On that last combination, Fortune reports exceptional career progress among MBA graduates who scored high both on their high-numeracy admission test and on 'a composite of how hard-working, thorough, efficient, reliable and ambitious' they were. Also, the highest fliers show an addiction to excellence in their personal pursuits - and excellent achievement in previous projects is the most valuable element in the portable manager's briefcase.
But the environment is crucial. What if the company (like most companies) is light-years away from the non-managing, high visibility culture, and persists in the set organisational ways that can be summarised as 'large company disease'? Honda's president has identified this crippling ailment in his own business. His remedy is one that (alas) must also be used with managers who can't adjust to non-managing in a new-style company. 'For those who are inflexible and refuse to do what they have to do, the only option is to fire them.'
At one Scottish plant which went over to the new ways of managing, half the top management left, unable to cope with non-managing. There's a highly symbolic example from GE which demonstrates the difference between this new world and the old.
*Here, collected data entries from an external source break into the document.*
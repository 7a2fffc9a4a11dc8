//! Wire vocabulary shared by every voxlink client: identifiers, signaling
//! messages, topic names and the audio fragment codec.

pub mod codec;
pub mod messages;
pub mod topic;

pub use codec::{AudioCodec, DecodeError, PcmFrame};
pub use messages::{
    ChannelId, Envelope, IceCandidate, SdpType, SessionDescription, SignalKind, SignalMessage,
    UserId,
};
pub use topic::Topic;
The company uses 'Work-Out' to uncover specific proposals for improvement from anything between 40 to 100 people, nominated by management 'from all ranks and several functions'. The Work-Out participants turn up for a three-day informal off-site conference under the guidance of an external facilitator.
They form some half-dozen teams, each given part of the broad agenda laid down by the boss: say, to eliminate unnecessary meetings or forms. On the third day, the teams present their proposals, which is where an equally interesting innovation appears. The boss, who may have 100 or so proposals on the table, must decide on the spot whether to (1) agree (2) refuse (3) demand more information - appointing a team to deliver the data by an agreed date.
The psychological pressure to agree must be heavy: in one quoted example, only eight of 108 proposals were turned down by a plant services head. His own boss was present for the Work-Out: but the boss lurked out of sight behind the manager, who thus couldn't seek for signs of approval or disapproval. The boss was visible, in the sense that he was there: he was invisible, in that he wasn't interfering. He was managing, and not managing - and that's the ideal, for good leaders and for companies which want to keep them. Non-managers won't stay where they can't non-manage.